V/A :: Various Rats (Rat Life)

Chipped and stinking of smoke, this collective has plundered styles and produced something demanding, gnarled and gloriously pock marked. A record living up to the label motto, Where There’s a Rat, There’s a Life.

Some names do their jobs better than others. The combination of syllables, the meeting of broad and slender vowels, the images the word conjures. Putting a title to something is important. Naming a label is no exception. The choice needs to reflect the mission of the imprint, the music it releases and its attitude to the world in general. Rat Life is a label whose name sums up all if of these quite well. Hailing from Dresden, the sublabel of Uncanny Valley sniffs out sounds from the shadows, following its nose and instincts as it forages through the undergrowth of DIY punk and boxroom electronics.

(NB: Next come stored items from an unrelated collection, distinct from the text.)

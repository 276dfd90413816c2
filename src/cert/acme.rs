//! ACME(HTTP-01) 기반 자동 인증서 공급자
//!
//! 도메인별 상태는 메모리 맵 → 디스크 캐시 → 신규 발급 순으로 조회합니다.
//! 같은 도메인의 동시 발급은 도메인별 잠금으로 한 번만 수행되고,
//! 발급에 실패한 도메인은 지수 백오프 동안 CA에 다시 요청하지 않습니다.

use std::collections::{HashMap, HashSet};
use std::sync::{Arc, Mutex as StdMutex, RwLock as StdRwLock};
use std::time::{Duration, Instant};
use async_trait::async_trait;
use instant_acme::{
    Account, AccountCredentials, AuthorizationStatus, ChallengeType, Identifier, NewAccount,
    NewOrder, Order, OrderStatus,
};
use rcgen::{CertificateParams, DistinguishedName};
use tokio::sync::{Mutex, OwnedMutexGuard};
use tokio::task::JoinHandle;
use tokio_rustls::rustls::sign::CertifiedKey;
use tracing::{debug, error, info, instrument, warn};

use crate::settings::AcmeSettings;
use super::{CertCache, CertError, CertificateSource, ChallengeStore, StoredCertificate};

const RENEWAL_CHECK_INTERVAL: Duration = Duration::from_secs(12 * 60 * 60);
const BACKOFF_BASE: Duration = Duration::from_secs(60);
const BACKOFF_MAX: Duration = Duration::from_secs(60 * 60);
const ORDER_POLL_ATTEMPTS: u32 = 10;
const ORDER_POLL_INITIAL_DELAY: Duration = Duration::from_millis(250);
const ORDER_POLL_MAX_DELAY: Duration = Duration::from_secs(8);
const CERTIFICATE_POLL_ATTEMPTS: u32 = 10;

#[derive(Debug, Clone, Copy)]
struct Backoff {
    failures: u32,
    retry_at: Instant,
}

impl Backoff {
    fn delay_for(failures: u32) -> Duration {
        let exp = failures.saturating_sub(1).min(6);
        (BACKOFF_BASE * 2u32.pow(exp)).min(BACKOFF_MAX)
    }
}

struct Inner {
    allowed: HashSet<String>,
    cache: CertCache,
    challenges: Arc<ChallengeStore>,
    directory_url: String,
    contact: Option<String>,
    renew_before: Duration,
    issuance_timeout: Duration,
    loaded: StdRwLock<HashMap<String, StoredCertificate>>,
    issuing: StdMutex<HashMap<String, Arc<Mutex<()>>>>,
    backoff: StdMutex<HashMap<String, Backoff>>,
    account: Mutex<Option<Account>>,
}

/// 허용 목록에 있는 도메인에 대해서만 인증서를 발급하는 ACME 공급자입니다.
#[derive(Clone)]
pub struct AcmeCertificateSource {
    inner: Arc<Inner>,
}

impl AcmeCertificateSource {
    pub fn new(settings: &AcmeSettings, domains: &[String]) -> Self {
        Self::with_challenges(settings, domains, Arc::new(ChallengeStore::new()))
    }

    pub fn with_challenges(settings: &AcmeSettings, domains: &[String], challenges: Arc<ChallengeStore>) -> Self {
        let allowed = domains.iter().map(|domain| domain.to_lowercase()).collect();

        Self {
            inner: Arc::new(Inner {
                allowed,
                cache: CertCache::new(settings.cache_dir.clone()),
                challenges,
                directory_url: settings.directory_url.clone(),
                contact: settings.contact(),
                renew_before: Duration::from_secs(u64::from(settings.renew_before_days) * 24 * 60 * 60),
                issuance_timeout: settings.issuance_timeout,
                loaded: StdRwLock::new(HashMap::new()),
                issuing: StdMutex::new(HashMap::new()),
                backoff: StdMutex::new(HashMap::new()),
                account: Mutex::new(None),
            }),
        }
    }

    /// 평문 리스너와 공유하는 HTTP-01 토큰 저장소
    pub fn challenges(&self) -> Arc<ChallengeStore> {
        self.inner.challenges.clone()
    }

    /// 로드된 인증서를 주기적으로 확인해 갱신 구간에 들어온 것을 갱신합니다.
    pub fn start_renewal_task(&self) -> JoinHandle<()> {
        let this = self.clone();
        tokio::spawn(async move {
            let start = tokio::time::Instant::now() + RENEWAL_CHECK_INTERVAL;
            let mut ticker = tokio::time::interval_at(start, RENEWAL_CHECK_INTERVAL);
            loop {
                ticker.tick().await;
                let due = this.domains_due_for_renewal();
                debug!(count = due.len(), "인증서 갱신 점검");
                for domain in due {
                    this.spawn_renewal(&domain);
                }
            }
        })
    }

    fn domains_due_for_renewal(&self) -> Vec<String> {
        let loaded = match self.inner.loaded.read() {
            Ok(loaded) => loaded,
            Err(poisoned) => poisoned.into_inner(),
        };
        loaded
            .iter()
            .filter(|(_, stored)| stored.needs_renewal(self.inner.renew_before))
            .map(|(domain, _)| domain.clone())
            .collect()
    }

    fn loaded(&self, domain: &str) -> Option<StoredCertificate> {
        let loaded = match self.inner.loaded.read() {
            Ok(loaded) => loaded,
            Err(poisoned) => poisoned.into_inner(),
        };
        loaded.get(domain).cloned()
    }

    fn remember(&self, domain: &str, stored: StoredCertificate) {
        let mut loaded = match self.inner.loaded.write() {
            Ok(loaded) => loaded,
            Err(poisoned) => poisoned.into_inner(),
        };
        loaded.insert(domain.to_string(), stored);
    }

    fn issuing_lock(&self, domain: &str) -> Arc<Mutex<()>> {
        let mut issuing = match self.inner.issuing.lock() {
            Ok(issuing) => issuing,
            Err(poisoned) => poisoned.into_inner(),
        };
        issuing.entry(domain.to_string()).or_default().clone()
    }

    fn check_backoff(&self, domain: &str) -> Result<(), CertError> {
        let backoff = match self.inner.backoff.lock() {
            Ok(backoff) => backoff,
            Err(poisoned) => poisoned.into_inner(),
        };
        match backoff.get(domain) {
            Some(state) if state.retry_at > Instant::now() => Err(CertError::Backoff {
                domain: domain.to_string(),
                retry_after: state.retry_at - Instant::now(),
            }),
            _ => Ok(()),
        }
    }

    fn record_failure(&self, domain: &str) -> Duration {
        let mut backoff = match self.inner.backoff.lock() {
            Ok(backoff) => backoff,
            Err(poisoned) => poisoned.into_inner(),
        };
        let failures = backoff.get(domain).map_or(0, |state| state.failures) + 1;
        let delay = Backoff::delay_for(failures);
        backoff.insert(domain.to_string(), Backoff {
            failures,
            retry_at: Instant::now() + delay,
        });
        delay
    }

    fn record_success(&self, domain: &str) {
        let mut backoff = match self.inner.backoff.lock() {
            Ok(backoff) => backoff,
            Err(poisoned) => poisoned.into_inner(),
        };
        backoff.remove(domain);
    }

    /// 메모리에 없거나 만료된 인증서를 캐시 또는 발급으로 확보합니다.
    async fn obtain(&self, domain: &str) -> Result<StoredCertificate, CertError> {
        self.check_backoff(domain)?;

        let lock = self.issuing_lock(domain);
        let _guard = lock.lock().await;

        // 잠금을 기다리는 동안 다른 핸드셰이크가 발급했을 수 있음
        if let Some(stored) = self.loaded(domain).filter(|stored| !stored.is_expired()) {
            return Ok(stored);
        }
        self.check_backoff(domain)?;

        match self.inner.cache.load(domain).await {
            Ok(Some(stored)) if !stored.is_expired() => {
                self.remember(domain, stored.clone());
                return Ok(stored);
            }
            Ok(Some(stored)) => {
                info!(domain = %domain, not_after = %stored.not_after, "캐시된 인증서 만료, 재발급");
            }
            Ok(None) => {}
            Err(e) => warn!(domain = %domain, error = %e, "캐시된 인증서를 읽을 수 없음, 재발급"),
        }

        self.issue_and_remember(domain).await
    }

    async fn issue_and_remember(&self, domain: &str) -> Result<StoredCertificate, CertError> {
        // CA가 응답하지 않아도 발급 잠금이 풀리고 백오프가 시작되도록 전체 시간을 제한
        let result = tokio::time::timeout(self.inner.issuance_timeout, self.issue(domain))
            .await
            .unwrap_or_else(|_| {
                Err(CertError::acme(
                    domain,
                    format!("timeout ({}초 안에 발급이 끝나지 않음)", self.inner.issuance_timeout.as_secs()),
                ))
            });

        match result {
            Ok(stored) => {
                self.record_success(domain);
                self.remember(domain, stored.clone());
                Ok(stored)
            }
            Err(e) => {
                let retry_after = self.record_failure(domain);
                error!(
                    domain = %domain,
                    error = %e,
                    retry_after_secs = retry_after.as_secs(),
                    "인증서 발급 실패"
                );
                Err(e)
            }
        }
    }

    /// 백그라운드 갱신. 같은 도메인이 이미 발급 중이거나 백오프 중이면 건너뜁니다.
    fn spawn_renewal(&self, domain: &str) {
        if self.check_backoff(domain).is_err() {
            return;
        }
        let guard: OwnedMutexGuard<()> = match self.issuing_lock(domain).try_lock_owned() {
            Ok(guard) => guard,
            Err(_) => return,
        };

        let this = self.clone();
        let domain = domain.to_string();
        tokio::spawn(async move {
            let _guard = guard;
            info!(domain = %domain, "인증서 갱신 시작");
            if this.issue_and_remember(&domain).await.is_ok() {
                info!(domain = %domain, "인증서 갱신 완료");
            }
        });
    }

    async fn account(&self) -> Result<Account, CertError> {
        let mut slot = self.inner.account.lock().await;
        if let Some(account) = slot.as_ref() {
            return Ok(account.clone());
        }

        let account = match self.inner.cache.load_account().await? {
            Some(json) => {
                let credentials: AccountCredentials = serde_json::from_str(&json)
                    .map_err(|e| CertError::acme("account", e))?;
                let account = Account::from_credentials(credentials)
                    .await
                    .map_err(|e| CertError::acme("account", e))?;
                debug!("저장된 ACME 계정 사용");
                account
            }
            None => {
                let contact: Vec<&str> = self.inner.contact.iter().map(String::as_str).collect();
                let (account, credentials) = Account::create(
                    &NewAccount {
                        contact: &contact,
                        terms_of_service_agreed: true,
                        only_return_existing: false,
                    },
                    &self.inner.directory_url,
                    None,
                )
                .await
                .map_err(|e| CertError::acme("account", e))?;

                let json = serde_json::to_string_pretty(&credentials)
                    .map_err(|e| CertError::acme("account", e))?;
                self.inner.cache.store_account(&json).await?;
                info!(directory = %self.inner.directory_url, "ACME 계정 생성");
                account
            }
        };

        *slot = Some(account.clone());
        Ok(account)
    }

    #[instrument(skip(self), err)]
    async fn issue(&self, domain: &str) -> Result<StoredCertificate, CertError> {
        info!(directory = %self.inner.directory_url, "인증서 발급 요청");
        let account = self.account().await?;

        let identifiers = [Identifier::Dns(domain.to_string())];
        let mut order = account
            .new_order(&NewOrder { identifiers: &identifiers })
            .await
            .map_err(|e| CertError::acme(domain, e))?;

        let authorizations = order
            .authorizations()
            .await
            .map_err(|e| CertError::acme(domain, e))?;

        let mut tokens = Vec::new();
        let mut ready_urls = Vec::new();
        for authz in &authorizations {
            match authz.status {
                AuthorizationStatus::Pending => {}
                AuthorizationStatus::Valid => continue,
                ref status => {
                    return Err(CertError::acme(domain, format!("예상하지 못한 인가 상태: {:?}", status)));
                }
            }

            let challenge = authz
                .challenges
                .iter()
                .find(|challenge| challenge.r#type == ChallengeType::Http01)
                .ok_or_else(|| CertError::acme(domain, "HTTP-01 챌린지가 제공되지 않음"))?;

            let key_authorization = order.key_authorization(challenge);
            self.inner
                .challenges
                .add_challenge(&challenge.token, key_authorization.as_str())
                .await;
            tokens.push(challenge.token.clone());
            ready_urls.push(challenge.url.clone());
        }

        let result = self.complete_order(domain, &mut order, &ready_urls).await;

        for token in &tokens {
            self.inner.challenges.remove_challenge(token).await;
        }

        let (key_pem, chain_pem) = result?;
        self.inner.cache.store(domain, &key_pem, &chain_pem).await
    }

    async fn complete_order(
        &self,
        domain: &str,
        order: &mut Order,
        ready_urls: &[String],
    ) -> Result<(String, String), CertError> {
        for url in ready_urls {
            order
                .set_challenge_ready(url)
                .await
                .map_err(|e| CertError::acme(domain, e))?;
        }

        let mut delay = ORDER_POLL_INITIAL_DELAY;
        let mut attempts = 0;
        loop {
            tokio::time::sleep(delay).await;
            let state = order.refresh().await.map_err(|e| CertError::acme(domain, e))?;
            match state.status {
                OrderStatus::Ready | OrderStatus::Valid => break,
                OrderStatus::Invalid => {
                    return Err(CertError::acme(domain, "CA가 주문을 거부함 (챌린지 검증 실패)"));
                }
                _ => {}
            }

            attempts += 1;
            if attempts >= ORDER_POLL_ATTEMPTS {
                return Err(CertError::acme(domain, "주문이 준비 상태가 되지 않음"));
            }
            delay = (delay * 2).min(ORDER_POLL_MAX_DELAY);
        }

        let mut params = CertificateParams::new(vec![domain.to_string()]);
        params.distinguished_name = DistinguishedName::new();
        let key_cert = rcgen::Certificate::from_params(params)
            .map_err(|e| CertError::acme(domain, e))?;
        let csr = key_cert
            .serialize_request_der()
            .map_err(|e| CertError::acme(domain, e))?;

        order
            .finalize(&csr)
            .await
            .map_err(|e| CertError::acme(domain, e))?;

        let mut attempts = 0;
        let chain_pem = loop {
            match order.certificate().await.map_err(|e| CertError::acme(domain, e))? {
                Some(chain_pem) => break chain_pem,
                None => {
                    attempts += 1;
                    if attempts >= CERTIFICATE_POLL_ATTEMPTS {
                        return Err(CertError::acme(domain, "인증서 다운로드 대기 시간 초과"));
                    }
                    tokio::time::sleep(Duration::from_secs(1)).await;
                }
            }
        };

        Ok((key_cert.serialize_private_key_pem(), chain_pem))
    }
}

#[async_trait]
impl CertificateSource for AcmeCertificateSource {
    fn is_allowed(&self, server_name: &str) -> bool {
        self.inner.allowed.contains(server_name)
    }

    async fn certificate_for(&self, server_name: &str) -> Result<Arc<CertifiedKey>, CertError> {
        if !self.is_allowed(server_name) {
            return Err(CertError::NotAllowed(server_name.to_string()));
        }

        if let Some(stored) = self.loaded(server_name) {
            if !stored.is_expired() {
                if stored.needs_renewal(self.inner.renew_before) {
                    self.spawn_renewal(server_name);
                }
                return Ok(stored.certified_key);
            }
        }

        let stored = self.obtain(server_name).await?;
        if stored.needs_renewal(self.inner.renew_before) {
            self.spawn_renewal(server_name);
        }
        Ok(stored.certified_key)
    }
}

The first name jumping from the inner is New York’s very own Neud Photo. Nico Nightingale has been making ripples across a number of imprints, releasing his own brand of sheer electro, contemplative wave and brooding EBM. His entry, “Wig Walker”, is a combination of all three genres. This slow burner belter, bpms trudge around the one hundred mark, means the intrepid Dj type will either be plusing or minusing on the 33 or 45. Yet, it is this smoldering intensity that gives the track its energy. Samples cut and clamber over rusted claps, sullen kicks and a throbbing bass coalesce create a sledgehammer of sound that will surely have neighbors banging on the walls. On a bed of toms and slender snares Credit 00 sows a jittering and juddering string line. His source material comes from Ca$hminus’ “No Satisfaction”, originally released on Bordello A Parigi. The Rat Life boss adheres closely to the original, the grease, sleaze and pumping chords, as he pours a gallon of crude oil over everything to leave a dark sticky reduction. In fact, much of the 12” is about reducing elements down to their cold core. Take the clinical frigidity of Project Eins’ stark and surgical angles of “Hit N Run.” The most angular of the quartet comes from the aptly named Skoov. Crooked chords croak and split under a boot of distorted beats, fractured words double in pain in a superbly lonesome piece.

Various Rats is difficult to define. Chipped and stinking of smoke, this collective has plundered styles and produced something demanding, gnarled and gloriously pock marked. A record living up to the label motto, Where There’s a Rat, There’s a Life.

Various Rats is available on Rat Life.